===== Input for this task =====
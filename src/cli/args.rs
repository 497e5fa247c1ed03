//! Command line argument parsing

use crate::platform::client::{ResolverConfig, DEFAULT_SITE_ORIGIN};
use clap::Parser;
use std::time::Duration;

/// Resolve a kwik embed link into its direct media URL
#[derive(Parser, Debug)]
#[command(author, version, about, long_about = None)]
pub struct Args {
    /// Embed page URL (e.g. https://kwik.cx/e/...)
    pub url: String,

    /// HTTP timeout per request (e.g., 15s, 1m)
    #[arg(long, value_name = "DURATION", default_value = "15s")]
    pub timeout: humantime::Duration,

    /// Override User-Agent header
    #[arg(long, value_name = "USER_AGENT")]
    pub user_agent: Option<String>,

    /// Proxy URL (http/https/socks)
    #[arg(long, value_name = "URL")]
    pub proxy: Option<String>,

    /// Origin the browser headers are pinned to
    #[arg(long, value_name = "URL", default_value = DEFAULT_SITE_ORIGIN)]
    pub origin: String,

    /// Print a JSON result envelope instead of the bare URL
    #[arg(long)]
    pub json: bool,

    /// Verbose output
    #[arg(short, long)]
    pub verbose: bool,

    /// Quiet output (only errors)
    #[arg(short, long, conflicts_with = "verbose")]
    pub quiet: bool,
}

impl Args {
    /// Get HTTP timeout as Duration
    pub fn timeout_duration(&self) -> Duration {
        self.timeout.into()
    }

    /// Get output verbosity level
    pub fn verbosity_level(&self) -> VerbosityLevel {
        if self.quiet {
            VerbosityLevel::Quiet
        } else if self.verbose {
            VerbosityLevel::Verbose
        } else {
            VerbosityLevel::Normal
        }
    }

    /// Build resolver configuration from the flags
    pub fn resolver_config(&self) -> ResolverConfig {
        let mut config = ResolverConfig::default()
            .with_timeout(self.timeout_duration())
            .with_site_origin(self.origin.as_str());

        if let Some(user_agent) = &self.user_agent {
            config = config.with_user_agent(user_agent.as_str());
        }
        if let Some(proxy) = &self.proxy {
            config = config.with_proxy(proxy.as_str());
        }

        config
    }
}

/// Output verbosity level
#[derive(Debug, Clone, Copy, PartialEq, Eq)]
pub enum VerbosityLevel {
    /// Quiet (only errors)
    Quiet,
    /// Normal
    Normal,
    /// Verbose (debug info)
    Verbose,
}

impl VerbosityLevel {
    /// Log filter used when `RUST_LOG` is not set
    pub fn default_log_filter(&self) -> &'static str {
        match self {
            VerbosityLevel::Quiet => "error",
            VerbosityLevel::Normal => "info",
            VerbosityLevel::Verbose => "debug",
        }
    }
}

#[cfg(test)]
mod tests {
    use super::*;
    use crate::platform::client::DEFAULT_USER_AGENT;

    #[test]
    fn test_parse_minimal() {
        let args = Args::try_parse_from(["kwik-resolver", "https://kwik.cx/e/abc"]).unwrap();
        assert_eq!(args.url, "https://kwik.cx/e/abc");
        assert_eq!(args.timeout_duration(), Duration::from_secs(15));
        assert_eq!(args.origin, DEFAULT_SITE_ORIGIN);
        assert!(!args.json);
        assert_eq!(args.verbosity_level(), VerbosityLevel::Normal);
    }

    #[test]
    fn test_parse_requires_url() {
        assert!(Args::try_parse_from(["kwik-resolver"]).is_err());
    }

    #[test]
    fn test_parse_all_flags() {
        let args = Args::try_parse_from([
            "kwik-resolver",
            "https://kwik.si/e/abc",
            "--timeout",
            "1m",
            "--user-agent",
            "Custom Agent",
            "--proxy",
            "socks5://127.0.0.1:1080",
            "--origin",
            "https://kwik.si",
            "--json",
            "-v",
        ])
        .unwrap();

        assert_eq!(args.timeout_duration(), Duration::from_secs(60));
        assert_eq!(args.user_agent.as_deref(), Some("Custom Agent"));
        assert_eq!(args.proxy.as_deref(), Some("socks5://127.0.0.1:1080"));
        assert!(args.json);
        assert_eq!(args.verbosity_level(), VerbosityLevel::Verbose);
    }

    #[test]
    fn test_quiet_conflicts_with_verbose() {
        assert!(Args::try_parse_from(["kwik-resolver", "https://kwik.cx/e/abc", "-q", "-v"]).is_err());
    }

    #[test]
    fn test_args_verbosity_level() {
        let args = Args {
            quiet: true,
            ..Default::default()
        };
        assert_eq!(args.verbosity_level(), VerbosityLevel::Quiet);
        assert_eq!(args.verbosity_level().default_log_filter(), "error");

        let args = Args {
            verbose: true,
            ..Default::default()
        };
        assert_eq!(args.verbosity_level(), VerbosityLevel::Verbose);
        assert_eq!(args.verbosity_level().default_log_filter(), "debug");

        assert_eq!(Args::default().verbosity_level().default_log_filter(), "info");
    }

    #[test]
    fn test_resolver_config_from_args() {
        let args = Args {
            timeout: humantime::Duration::from(Duration::from_secs(3)),
            user_agent: Some("Custom Agent".to_string()),
            proxy: Some("http://proxy:8080".to_string()),
            origin: "https://kwik.si/".to_string(),
            ..Default::default()
        };

        let config = args.resolver_config();
        assert_eq!(config.timeout, Duration::from_secs(3));
        assert_eq!(config.user_agent, "Custom Agent");
        assert_eq!(config.proxy_url.as_deref(), Some("http://proxy:8080"));
        assert_eq!(config.site_origin, "https://kwik.si");
    }

    #[test]
    fn test_resolver_config_keeps_defaults() {
        let config = Args::default().resolver_config();
        assert_eq!(config.user_agent, DEFAULT_USER_AGENT);
        assert_eq!(config.proxy_url, None);
        assert_eq!(config.site_origin, DEFAULT_SITE_ORIGIN);
    }
}

// Implement Default for Args to make tests work
impl Default for Args {
    fn default() -> Self {
        Self {
            url: String::new(),
            timeout: humantime::Duration::from(Duration::from_secs(15)),
            user_agent: None,
            proxy: None,
            origin: DEFAULT_SITE_ORIGIN.to_string(),
            json: false,
            verbose: false,
            quiet: false,
        }
    }
}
=====
What to do => Provide only the count of lines in the records above that hold the word "Option".

Task result => 2